L’information-documentation à l’épreuve de l’ÉMI ?
L’absence d’un mot est aussi significative que sa présence. Seuls 2 répondants conçoivent le CDI comme un lieu dédié à l’information, ouvert sur l’actualité (…) où l’élève trouve les clés de lecture et de tri de l’information. Pourtant 7 répondants sur 21 font référence à une progression des apprentissages en ÉMI pensée sur tous les niveaux avec la communauté éducative. Des contradictions ressortent des propos des répondants au sujet de l’ÉMI. Un pessimiste a une idée bien arrêtée qu’il exprime avec force et fermeté : pas d’ÉMI à l’emploi du temps (à fortiori si le décret n’est pas appliqué)8 pour favoriser plutôt les projets, tandis qu’à contrario, un autre affirme vouloir des séances d’ÉMI régulières. Dans la lignée des prescriptions institutionnelles, un professeur documentaliste stagiaire souhaite, quant à lui, accorder une place essentielle (…) au média scolaire. Ces différentes visions parfois contradictoires mettent en exergue le rapport différencié de chacun à l’information-documentation et à l’ÉMI. Le manque de consolidation épistémologique autour d’un champ disciplinaire de référence apparaît comme la raison principale de ces contradictions.

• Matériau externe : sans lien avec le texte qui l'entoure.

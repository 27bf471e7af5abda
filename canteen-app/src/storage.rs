//! Persisted preferences
//!
//! Display language and logged-in identity survive restarts. Cart contents
//! are never persisted.

use crate::error::OrderingResult;
use serde::{Deserialize, Serialize};
use shared::DisplayLanguage;
use shared::models::{UserId, UserRecord};
use std::path::{Path, PathBuf};
use std::sync::Mutex;

/// Logged-in user, as remembered between runs
#[derive(Debug, Clone, PartialEq, Eq, Serialize, Deserialize)]
pub struct UserIdentity {
    pub id: UserId,
    pub username: String,
}

impl From<&UserRecord> for UserIdentity {
    fn from(user: &UserRecord) -> Self {
        Self {
            id: user.id,
            username: user.username.clone(),
        }
    }
}

#[derive(Debug, Clone, Default, PartialEq, Serialize, Deserialize)]
pub struct Preferences {
    #[serde(default)]
    pub language: Option<DisplayLanguage>,
    #[serde(default)]
    pub user: Option<UserIdentity>,
}

/// Key-value storage for [`Preferences`]
pub trait PreferenceStore: Send + Sync {
    /// Read stored preferences; unreadable data yields defaults
    fn load(&self) -> Preferences;

    fn save(&self, preferences: &Preferences) -> OrderingResult<()>;
}

/// JSON file store (`<data_dir>/preferences.json`)
#[derive(Debug, Clone)]
pub struct FilePreferenceStore {
    path: PathBuf,
}

impl FilePreferenceStore {
    pub fn new(path: impl Into<PathBuf>) -> Self {
        Self { path: path.into() }
    }

    pub fn path(&self) -> &Path {
        &self.path
    }
}

impl PreferenceStore for FilePreferenceStore {
    fn load(&self) -> Preferences {
        if !self.path.exists() {
            return Preferences::default();
        }
        let parsed = std::fs::read_to_string(&self.path)
            .map_err(|e| e.to_string())
            .and_then(|content| serde_json::from_str(&content).map_err(|e| e.to_string()));
        match parsed {
            Ok(preferences) => preferences,
            Err(e) => {
                tracing::warn!(path = %self.path.display(), error = %e, "Discarding unreadable preferences");
                Preferences::default()
            }
        }
    }

    fn save(&self, preferences: &Preferences) -> OrderingResult<()> {
        if let Some(parent) = self.path.parent() {
            std::fs::create_dir_all(parent)?;
        }
        let content = serde_json::to_string_pretty(preferences)?;
        std::fs::write(&self.path, content)?;
        tracing::debug!(path = %self.path.display(), "Preferences saved");
        Ok(())
    }
}

/// In-memory store
#[derive(Debug, Default)]
pub struct MemoryPreferenceStore {
    inner: Mutex<Preferences>,
}

impl MemoryPreferenceStore {
    pub fn new(preferences: Preferences) -> Self {
        Self {
            inner: Mutex::new(preferences),
        }
    }

    /// Current stored value
    pub fn snapshot(&self) -> Preferences {
        self.load()
    }
}

impl PreferenceStore for MemoryPreferenceStore {
    fn load(&self) -> Preferences {
        match self.inner.lock() {
            Ok(guard) => guard.clone(),
            Err(poisoned) => poisoned.into_inner().clone(),
        }
    }

    fn save(&self, preferences: &Preferences) -> OrderingResult<()> {
        let mut guard = match self.inner.lock() {
            Ok(guard) => guard,
            Err(poisoned) => poisoned.into_inner(),
        };
        *guard = preferences.clone();
        Ok(())
    }
}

Les projections des répondants soulèvent la problématique suivante : comment un seul et même lieu, sous la responsabilité le plus souvent d’une seule et même personne, peut-il répondre à autant d’objectifs ? Les propos des stagiaires dessinent en effet un CDI polyvalent qui répond à de multiples attentes et revêt plusieurs fonctions, du lieu de détente au lieu d’apprentissage, du lieu de jeu à celui de la lecture, d’un lieu de travail individuel à celui des travaux de groupe. Cette vision multifonction du CDI n’entrave-t-elle pas celle d’un lieu qui serait identifié également comme le lieu d’exercice d’un enseignant ?
InterCDI au futur : au cœur de la construction d’un commun
Nous avons souhaité ainsi nous projeter dans ce qui pourrait constituer les sommaires à venir, recueillir la parole des professeurs et professeures stagiaires à travers l’expression de leurs attentes générales et spécifiques, percevoir distinctement les préoccupations professionnelles auxquelles la revue devra répondre ou dont elle devra se faire l’écho. Ces dernières questions ciblant précisément des thématiques ont recueilli un taux de réponses de 100 % des participants au sondage.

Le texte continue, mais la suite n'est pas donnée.